The embodied emissions include the climate forcing effects of the manufacturing processes, transport, and installation for the refrigerant, materials, and equipment, and for recycle or other disposal of the product at end of its useful life.
[1] LCCP is more inclusive than previous metrics such as Total Equivalent Warming Impact (TEWI), which considers direct and indirect GHG emissions but overlooks embodied emissions,[2] and Life Cycle Warming Impact (LCWI), which considers direct, indirect and refrigerant manufacturing emissions but overlooks appliance manufacturing, materials, transport installation and recycle.
[1] TEWI was developed by experts at Oak Ridge National Laboratory under contract from Allied Signal (now Honeywell) and was a step forward as a complement and enhancement of previous metrics like coefficient of performance (COP) and Seasonal Energy Efficiency Ratio (SEER), which consider energy use but not global warming potential (GWP) and emissions of refrigerants.
[2] LCCP was developed in 1999 by an expert working for the United States Environmental Protection Agency and serving on the Montreal Protocol Technology and Economic Assessment Panel (TEAP), who noticed that TEWI ignored the substantial emissions of unwanted hydrofluorocarbon (HFC)-23 byproducts of hydrochlorofluorocarbon (HCFC)-22 production.
The byproduct emissions increased the climate forcing GWP of ozone-depleting HCFC-22 by up to 20%, depending on the efficiency of the chemical manufacturing process.
[4] In 2005, a joint committee of the United Nations Intergovernmental Panel on Climate Change (IPCC) and the TEAP endorsed the LCCP metric for use in evaluating low carbon refrigeration and AC equipment.
LCCP was perfected for motor vehicle air conditioning (MAC) by a technical committee of the Society of Automotive Engineers (SAE) (now SAE International) and named (Global Refrigerants Energy and ENvironmental – Mobile Air Conditioning – Life Cycle Climate Performance (GREEN-MAC-LCCP©).

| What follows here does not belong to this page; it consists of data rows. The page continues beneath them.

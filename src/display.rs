//! Display surface.
//!
//! Maps a Linux framebuffer (`/dev/fbN`) and copies RGB565 regions into it.
//! `stub://` paths map an in-memory buffer with the same geometry rules so
//! the render path can run headless.

use anyhow::{anyhow, Result};

use crate::config::DisplaySettings;
use crate::screen::{Area, FlushTarget};

/// Packed RGB565.
pub const BYTES_PER_PIXEL: usize = 2;

/// Placement of the visible area inside the mapped memory.
#[derive(Clone, Copy, Debug, PartialEq, Eq)]
pub struct FbGeometry {
    pub xres: u32,
    pub yres: u32,
    pub xoffset: u32,
    pub yoffset: u32,
    /// Bytes per scan line.
    pub line_length: u32,
}

impl FbGeometry {
    /// Byte offset of pixel `(x, y)` of the visible area.
    pub fn offset(&self, x: u32, y: u32) -> usize {
        (x + self.xoffset) as usize * BYTES_PER_PIXEL
            + (y + self.yoffset) as usize * self.line_length as usize
    }
}

pub struct Display {
    geometry: FbGeometry,
    backend: DisplayBackend,
    flushed_areas: u64,
}

enum DisplayBackend {
    Memory(Vec<u8>),
    #[cfg(target_os = "linux")]
    Device(fbdev::Mapping),
}

impl Display {
    /// Open and map the configured framebuffer.
    pub fn open(settings: &DisplaySettings) -> Result<Self> {
        let (geometry, backend) = if settings.device.starts_with("stub://") {
            let geometry = FbGeometry {
                xres: settings.width,
                yres: settings.height,
                xoffset: 0,
                yoffset: 0,
                line_length: settings.width * BYTES_PER_PIXEL as u32,
            };
            let len = geometry.line_length as usize * geometry.yres as usize;
            (geometry, DisplayBackend::Memory(vec![0u8; len]))
        } else {
            Self::open_device(&settings.device)?
        };

        if settings.width > geometry.xres || settings.height > geometry.yres {
            return Err(anyhow!(
                "screen {}x{} does not fit framebuffer {} ({}x{})",
                settings.width,
                settings.height,
                settings.device,
                geometry.xres,
                geometry.yres
            ));
        }

        log::info!(
            "Display: mapped {} ({}x{}, stride {})",
            settings.device,
            geometry.xres,
            geometry.yres,
            geometry.line_length
        );
        Ok(Self {
            geometry,
            backend,
            flushed_areas: 0,
        })
    }

    #[cfg(target_os = "linux")]
    fn open_device(device: &str) -> Result<(FbGeometry, DisplayBackend)> {
        let mapping = fbdev::Mapping::open(device)?;
        Ok((mapping.geometry(), DisplayBackend::Device(mapping)))
    }

    #[cfg(not(target_os = "linux"))]
    fn open_device(device: &str) -> Result<(FbGeometry, DisplayBackend)> {
        Err(anyhow!(
            "framebuffer {} requires Linux (use a stub:// path)",
            device
        ))
    }

    pub fn geometry(&self) -> FbGeometry {
        self.geometry
    }

    /// Number of regions blitted so far.
    pub fn flushed_areas(&self) -> u64 {
        self.flushed_areas
    }

    /// Copy a packed RGB565 region into the framebuffer.
    pub fn blit(&mut self, area: Area, pixels: &[u8]) -> Result<()> {
        let memory = match &mut self.backend {
            DisplayBackend::Memory(buffer) => buffer.as_mut_slice(),
            #[cfg(target_os = "linux")]
            DisplayBackend::Device(mapping) => mapping.as_mut_slice(),
        };
        blit_into(memory, &self.geometry, area, pixels)?;
        self.flushed_areas += 1;
        Ok(())
    }

    /// Read back the RGB565 value at `(x, y)`.
    pub fn pixel(&self, x: u32, y: u32) -> Option<u16> {
        let memory = match &self.backend {
            DisplayBackend::Memory(buffer) => buffer.as_slice(),
            #[cfg(target_os = "linux")]
            DisplayBackend::Device(mapping) => mapping.as_slice(),
        };
        if x >= self.geometry.xres || y >= self.geometry.yres {
            return None;
        }
        let at = self.geometry.offset(x, y);
        memory
            .get(at..at + BYTES_PER_PIXEL)
            .map(|bytes| u16::from_le_bytes([bytes[0], bytes[1]]))
    }
}

impl FlushTarget for Display {
    fn flush(&mut self, area: Area, pixels: &[u8]) -> Result<()> {
        self.blit(area, pixels)
    }
}

fn blit_into(memory: &mut [u8], geometry: &FbGeometry, area: Area, pixels: &[u8]) -> Result<()> {
    let expected = area.pixel_count() * BYTES_PER_PIXEL;
    if pixels.len() != expected {
        return Err(anyhow!(
            "blit of {:?} expects {} bytes, received {}",
            area,
            expected,
            pixels.len()
        ));
    }
    if area.x2 >= geometry.xres || area.y2 >= geometry.yres {
        return Err(anyhow!(
            "blit area {:?} outside {}x{} screen",
            area,
            geometry.xres,
            geometry.yres
        ));
    }

    let row_bytes = area.width() as usize * BYTES_PER_PIXEL;
    for (row, src) in (area.y1..=area.y2).zip(pixels.chunks_exact(row_bytes)) {
        let start = geometry.offset(area.x1, row);
        let dst = memory
            .get_mut(start..start + row_bytes)
            .ok_or_else(|| anyhow!("blit row {} runs past the framebuffer mapping", row))?;
        dst.copy_from_slice(src);
    }
    Ok(())
}

#[cfg(target_os = "linux")]
mod fbdev {
    use anyhow::{anyhow, Context, Result};
    use std::fs::File;
    use std::os::fd::AsRawFd;

    use super::{FbGeometry, BYTES_PER_PIXEL};

    const FBIOGET_VSCREENINFO: u64 = 0x4600;
    const FBIOGET_FSCREENINFO: u64 = 0x4602;

    #[repr(C)]
    #[derive(Default)]
    struct FbBitfield {
        offset: u32,
        length: u32,
        msb_right: u32,
    }

    #[repr(C)]
    #[derive(Default)]
    struct FbVarScreeninfo {
        xres: u32,
        yres: u32,
        xres_virtual: u32,
        yres_virtual: u32,
        xoffset: u32,
        yoffset: u32,
        bits_per_pixel: u32,
        grayscale: u32,
        red: FbBitfield,
        green: FbBitfield,
        blue: FbBitfield,
        transp: FbBitfield,
        nonstd: u32,
        activate: u32,
        height: u32,
        width: u32,
        accel_flags: u32,
        pixclock: u32,
        left_margin: u32,
        right_margin: u32,
        upper_margin: u32,
        lower_margin: u32,
        hsync_len: u32,
        vsync_len: u32,
        sync: u32,
        vmode: u32,
        rotate: u32,
        colorspace: u32,
        reserved: [u32; 4],
    }

    #[repr(C)]
    #[derive(Default)]
    struct FbFixScreeninfo {
        id: [u8; 16],
        smem_start: libc::c_ulong,
        smem_len: u32,
        type_: u32,
        type_aux: u32,
        visual: u32,
        xpanstep: u16,
        ypanstep: u16,
        ywrapstep: u16,
        line_length: u32,
        mmio_start: libc::c_ulong,
        mmio_len: u32,
        accel: u32,
        capabilities: u16,
        reserved: [u16; 2],
    }

    /// A mapped framebuffer. Unmapped and closed on drop.
    pub(super) struct Mapping {
        _file: File,
        ptr: *mut u8,
        len: usize,
        geometry: FbGeometry,
    }

    impl Mapping {
        pub(super) fn open(device: &str) -> Result<Self> {
            let file = File::options()
                .read(true)
                .write(true)
                .open(device)
                .with_context(|| format!("cannot open framebuffer {}", device))?;
            let fd = file.as_raw_fd();

            let mut finfo = FbFixScreeninfo::default();
            let rc = unsafe {
                libc::ioctl(fd, FBIOGET_FSCREENINFO as _, &mut finfo as *mut FbFixScreeninfo)
            };
            if rc != 0 {
                return Err(anyhow!(std::io::Error::last_os_error()))
                    .with_context(|| format!("FBIOGET_FSCREENINFO on {}", device));
            }

            let mut vinfo = FbVarScreeninfo::default();
            let rc = unsafe {
                libc::ioctl(fd, FBIOGET_VSCREENINFO as _, &mut vinfo as *mut FbVarScreeninfo)
            };
            if rc != 0 {
                return Err(anyhow!(std::io::Error::last_os_error()))
                    .with_context(|| format!("FBIOGET_VSCREENINFO on {}", device));
            }

            if vinfo.bits_per_pixel as usize != BYTES_PER_PIXEL * 8 {
                return Err(anyhow!(
                    "framebuffer {} is {} bpp, expected {}",
                    device,
                    vinfo.bits_per_pixel,
                    BYTES_PER_PIXEL * 8
                ));
            }

            let len = finfo.smem_len as usize;
            let ptr = unsafe {
                libc::mmap(
                    std::ptr::null_mut(),
                    len,
                    libc::PROT_READ | libc::PROT_WRITE,
                    libc::MAP_SHARED,
                    fd,
                    0,
                )
            };
            if ptr == libc::MAP_FAILED {
                return Err(anyhow!(std::io::Error::last_os_error()))
                    .with_context(|| format!("mmap of framebuffer {} failed", device));
            }

            Ok(Self {
                _file: file,
                ptr: ptr.cast::<u8>(),
                len,
                geometry: FbGeometry {
                    xres: vinfo.xres,
                    yres: vinfo.yres,
                    xoffset: vinfo.xoffset,
                    yoffset: vinfo.yoffset,
                    line_length: finfo.line_length,
                },
            })
        }

        pub(super) fn geometry(&self) -> FbGeometry {
            self.geometry
        }

        pub(super) fn as_slice(&self) -> &[u8] {
            // SAFETY: ptr/len describe a live MAP_SHARED mapping owned by self.
            unsafe { std::slice::from_raw_parts(self.ptr, self.len) }
        }

        pub(super) fn as_mut_slice(&mut self) -> &mut [u8] {
            // SAFETY: as above, and &mut self guarantees exclusive access.
            unsafe { std::slice::from_raw_parts_mut(self.ptr, self.len) }
        }
    }

    impl Drop for Mapping {
        fn drop(&mut self) {
            let rc = unsafe { libc::munmap(self.ptr.cast(), self.len) };
            if rc != 0 {
                log::warn!(
                    "Display: munmap failed: {}",
                    std::io::Error::last_os_error()
                );
            }
        }
    }

}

[9] LCCP was perfected for stationary air conditioning applications by a technical committee of the International Institute of Refrigeration (IIR) chaired by experts from University of Maryland Center for Environmental Energy Engineering (UMD CEEE).
[6][10][11] EL-LCCP was developed for room ACs by experts from the UMD CEEE and the Institute for Governance & Sustainable Development (IGSD) working in cooperation with the Government of Morocco and guided by a technical advisory team and ad hoc committee of refrigeration and air conditioning engineers from Brazil, Costa Rica, China, France, and the United States.
Moroccan government partners included the Morocco National Ozone Unit; Ministre de l'Énergie, des Mines et du Développement Durable; and Agence Marocaine de l’Efficacité Énergétique (AMEE).